Calumet lingers long after we return home – like the smell of smoke on our clothing (my kids always want me NOT to wash one thing, so they can still smell the campfire for weeks after we’re settled in to our Wayland routines).
And along with memories of Calumet, a weird phrase kept running through my head all week, and I realized that it is actually quite relevant. It’s from one of my favorite children’s books, called A Very Special House. It’s really about a place of mayhem—the not-scary kind that kids like—which is also a lot like the crazy survivalist experience of Calumet this year: everything got wet, and muddy and we got to play in the rain and stay up late and eat ice cream after dark….
So here’s the excerpt:
I know a house—it’s not a squirrel house; it’s not a donkey house—just like I said—
and it’s not up on a mountain, and it’s not down in a valley and it’s not down in a hole and it’s not down in our alley and it’s not up in a tree or underneath the bed—oh, it’s right in the middle—oh it’s ret in the meedle—oh it’s root in the moodle of my head head head.
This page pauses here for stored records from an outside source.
//! Actor Message Definitions
//!
//! ```text
//! Playground --SessionMsg--> SessionActor --BuildRequest--> PreviewProvider
//!      ^                          |  ^                            |
//!      +------ Snapshot ----------+  +--------- BuildDone --------+
//! ```

use crate::core::{FileSet, SessionId};
use crate::mount::Placement;
use crate::provider::{Failure, Renderable};
use crate::session::{
    Chrome, OverlayState, PreviewView, SessionState, ViewAction, ViewAttributes, ViewState,
};

// =============================================================================
// SessionActor Messages
// =============================================================================

/// Messages to Session Actor
#[derive(Debug)]
pub enum SessionMsg {
    /// Editor replaced the whole file set (debounced)
    Edit(FileSet),
    /// Host pushed new initial files (bypasses the pending debounce)
    ResetInitial(FileSet),
    /// User action on the chrome
    Action(ViewAction),
    /// Dispose the session
    Shutdown,
}

/// Result of one provider call, tagged with the revision it was built for.
#[derive(Debug)]
pub struct BuildDone {
    pub revision: u64,
    pub outcome: Result<Renderable, Failure>,
}

// =============================================================================
// Snapshot
// =============================================================================

/// Everything observable about a session at one point in time.
#[derive(Debug, Clone)]
pub struct Snapshot {
    pub session_id: SessionId,
    pub revision: u64,
    /// Current, un-debounced files.
    pub files: FileSet,
    pub view: ViewState,
    pub bundling: bool,
    pub error: Option<Failure>,
    pub overlay: OverlayState,
    pub preview: PreviewView,
    pub chrome: Chrome,
    pub placement: Placement,
    /// Session was disposed; no further updates follow.
    pub closed: bool,
}

impl Snapshot {
    pub fn new(state: &SessionState, chrome: Chrome, placement: Placement) -> Self {
        Self {
            session_id: state.session_id.clone(),
            revision: state.revision,
            files: state.files.clone(),
            view: state.view,
            bundling: state.preview.bundling,
            error: state.preview.error.clone(),
            overlay: state.overlay(),
            preview: state.preview_view(),
            chrome,
            placement,
            closed: false,
        }
    }

    pub fn attributes(&self) -> &ViewAttributes {
        &self.chrome.attributes
    }
}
And I realized… this is about church. Church is not a building or a place, but where people are gathered together. And sometimes church is not about the readings and the prayers and the singing – although that is important and there certainly was that at Calumet as well. But sometimes, after just muddling through the challenges of sleeping in tents in 35 degrees, or waking up to find the tarp ripped right off the tree, you look back and realize you spent 3 days in church. And despite the miserable weather, you still can’t wait to go back.
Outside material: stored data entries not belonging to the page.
//! Configuration utility functions.

use std::path::{Path, PathBuf};

use crate::utils::path::normalize_path;

/// Find config file by searching upward from `start`
///
/// ```text
/// /home/user/demo/src/components/  ← start
/// /home/user/demo/kitchen.toml     ← found!
/// ```
pub fn find_config_file(config_name: &Path, start: &Path) -> Option<PathBuf> {
    if config_name.is_absolute() {
        return config_name.exists().then(|| config_name.to_path_buf());
    }

    let mut current = start;
    loop {
        let candidate = current.join(config_name);
        if candidate.exists() {
            return Some(candidate);
        }
        current = current.parent()?;
    }
}

/// Tilde-expand `path` and anchor it at `root` when relative.
pub fn expand_path(path: &Path, root: &Path) -> PathBuf {
    let expanded = shellexpand::tilde(&path.to_string_lossy()).into_owned();
    let path = PathBuf::from(expanded);
    let full_path = if path.is_relative() {
        root.join(&path)
    } else {
        path
    };
    normalize_path(&full_path)
}

// ============================================================================
// tests
// ============================================================================
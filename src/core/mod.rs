//! Core types - pure abstractions shared across the codebase.

mod file;
mod id;
mod shutdown;

pub use file::{FileSet, Fingerprint, InputFile};
pub use id::{SESSION_PREFIX, SessionId};
pub use shutdown::{is_shutdown, register_shutdown, setup_shutdown_handler};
There were three new families this year – some whom had actually never been camping before – talk about trial by fire – and after we got home, they emailed to say thank you for inviting them, and that they are looking forward to next year! They came this year because they remembered (and commented on) seeing what I looked like when I got back last year – they said I glowed; I looked peaceful and relaxed – something most parents of young kids rarely feel after a vacation! I wish they would join our church – they are such great people, but I don’t think they will, but they did get to experience a little of what it’s like for us, and as my friend Pam wrote in her email “I can see why you love your friends so much – they are so easy to be around and so interesting.”
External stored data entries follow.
//! View State Machine.
//!
//! Four independent flags, each flipped only by an explicit user action:
//!
//! | Flag                    | Action               | Control               |
//! |-------------------------|----------------------|-----------------------|
//! | `orientation`           | `ToggleLayout`       | Toggle Layout         |
//! | `code_panel_visible`    | `ToggleCodePanel`    | Show/Hide Code Editor |
//! | `fullscreen`            | `ToggleFullscreen`   | Toggle fullscreen     |
//! | `error_overlay_toggled` | `ToggleErrorOverlay` | error indicator       |
//!
//! The only cross-dependency: while the code panel is hidden there is nothing
//! to split, so the layout control is not offered and `ToggleLayout` is a
//! no-op. The orientation itself is kept for when the panel comes back.

use std::fmt;
use std::str::FromStr;

use serde::{Deserialize, Serialize};

/// Split direction between preview and code panel.
#[derive(Debug, Clone, Copy, Default, PartialEq, Eq, Hash, Serialize, Deserialize)]
pub enum Orientation {
    #[default]
    #[serde(rename = "h", alias = "horizontal")]
    Horizontal,
    #[serde(rename = "v", alias = "vertical")]
    Vertical,
}

impl Orientation {
    pub fn toggled(self) -> Self {
        match self {
            Self::Horizontal => Self::Vertical,
            Self::Vertical => Self::Horizontal,
        }
    }

    /// Value of the `data-dir` attribute.
    pub fn as_attr(self) -> &'static str {
        match self {
            Self::Horizontal => "h",
            Self::Vertical => "v",
        }
    }
}

impl fmt::Display for Orientation {
    fn fmt(&self, f: &mut fmt::Formatter<'_>) -> fmt::Result {
        f.write_str(self.as_attr())
    }
}

impl FromStr for Orientation {
    type Err = String;

    fn from_str(s: &str) -> Result<Self, Self::Err> {
        match s.to_ascii_lowercase().as_str() {
            "h" | "horizontal" => Ok(Self::Horizontal),
            "v" | "vertical" => Ok(Self::Vertical),
            other => Err(format!(
                "unknown orientation `{other}` (expected `h` or `v`)"
            )),
        }
    }
}

/// A user action on the panel chrome.
#[derive(Debug, Clone, Copy, PartialEq, Eq, Hash)]
pub enum ViewAction {
    ToggleLayout,
    ToggleCodePanel,
    ToggleFullscreen,
    ToggleErrorOverlay,
}

impl ViewAction {
    pub fn label(self) -> &'static str {
        match self {
            Self::ToggleLayout => "layout",
            Self::ToggleCodePanel => "code",
            Self::ToggleFullscreen => "fullscreen",
            Self::ToggleErrorOverlay => "error",
        }
    }
}

/// User-controlled view flags.
#[derive(Debug, Clone, Copy, PartialEq, Eq)]
pub struct ViewState {
    pub orientation: Orientation,
    pub code_panel_visible: bool,
    pub fullscreen: bool,
    /// Explicit intent to show the error overlay, independent of whether an
    /// error currently exists.
    pub error_overlay_toggled: bool,
}

impl ViewState {
    pub fn new(orientation: Orientation, live: bool) -> Self {
        Self {
            orientation,
            code_panel_visible: live,
            fullscreen: false,
            error_overlay_toggled: false,
        }
    }

    /// Apply one user action.
    pub fn apply(self, action: ViewAction) -> Self {
        let mut next = self;
        match action {
            ViewAction::ToggleLayout if self.layout_control_visible() => {
                next.orientation = self.orientation.toggled();
            }
            ViewAction::ToggleLayout => {}
            ViewAction::ToggleCodePanel => next.code_panel_visible = !self.code_panel_visible,
            ViewAction::ToggleFullscreen => next.fullscreen = !self.fullscreen,
            ViewAction::ToggleErrorOverlay => {
                next.error_overlay_toggled = !self.error_overlay_toggled;
            }
        }
        next
    }

    /// Layout control is only offered when there is something to split.
    pub fn layout_control_visible(&self) -> bool {
        self.code_panel_visible
    }
}

impl Default for ViewState {
    fn default() -> Self {
        Self::new(Orientation::default(), true)
    }
}

#[cfg(test)]
mod tests {
    use super::*;

    #[test]
    fn test_defaults() {
        let view = ViewState::default();
        assert_eq!(view.orientation, Orientation::Horizontal);
        assert!(view.code_panel_visible);
        assert!(!view.fullscreen);
        assert!(!view.error_overlay_toggled);
    }

    #[test]
    fn test_flags_are_independent() {
        let view = ViewState::default()
            .apply(ViewAction::ToggleFullscreen)
            .apply(ViewAction::ToggleErrorOverlay);
        assert!(view.fullscreen);
        assert!(view.error_overlay_toggled);
        assert!(view.code_panel_visible);
        assert_eq!(view.orientation, Orientation::Horizontal);

        let view = view.apply(ViewAction::ToggleLayout);
        assert_eq!(view.orientation, Orientation::Vertical);
        assert!(view.fullscreen);
    }

    #[test]
    fn test_layout_preserved_while_code_hidden() {
        let view = ViewState::new(Orientation::Vertical, true).apply(ViewAction::ToggleCodePanel);
        assert!(!view.code_panel_visible);
        assert!(!view.layout_control_visible());

        // No control, no effect
        let view = view.apply(ViewAction::ToggleLayout);
        assert_eq!(view.orientation, Orientation::Vertical);

        let view = view.apply(ViewAction::ToggleCodePanel);
        assert!(view.layout_control_visible());
        assert_eq!(view.orientation, Orientation::Vertical);
    }

    #[test]
    fn test_double_toggle_restores() {
        let start = ViewState::default();
        for action in [
            ViewAction::ToggleLayout,
            ViewAction::ToggleCodePanel,
            ViewAction::ToggleFullscreen,
            ViewAction::ToggleErrorOverlay,
        ] {
            assert_eq!(start.apply(action).apply(action), start, "{}", action.label());
        }
    }

    #[test]
    fn test_orientation_parse() {
        assert_eq!("h".parse::<Orientation>().unwrap(), Orientation::Horizontal);
        assert_eq!("Vertical".parse::<Orientation>().unwrap(), Orientation::Vertical);
        assert!("diagonal".parse::<Orientation>().is_err());
        assert_eq!(Orientation::Vertical.to_string(), "v");
    }
}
I think we draw out the best of each other and I think that is partly our shared faith at work. We trust each other, and help each other, and that makes it easy to help others and invite them in. One example of this—the sermon on Sunday was a parable about the loaves and the fishes, and we sort of experienced something like that first hand. It was so cold and many of us had trouble keeping warm at night. So, Jonathan drove over an hour round trip to North Conway to find a hardware store that sold insulation to put over our mattresses to trap our body heat; Alan drove a long way in the other direction to buy blankets at the Ocean State Job Lot. And one of the families in a cabin donated a down comforter. So finally, on the third night, we had more than enough blankets and we weren’t freezing in our sleep.
My last anecdote is thanks to Teddy Vogt. He and Keira were rediscovering each other over the weekend – playing A LOT together, something that just rarely happens in an hour or two at church. And at one point, Teddy said to Keira, who is very quiet and shy: “Keira would you say something? I don’t remember what your voice sounds like. I want to hear your voice.” That, to me, is Calumet… in so many ways!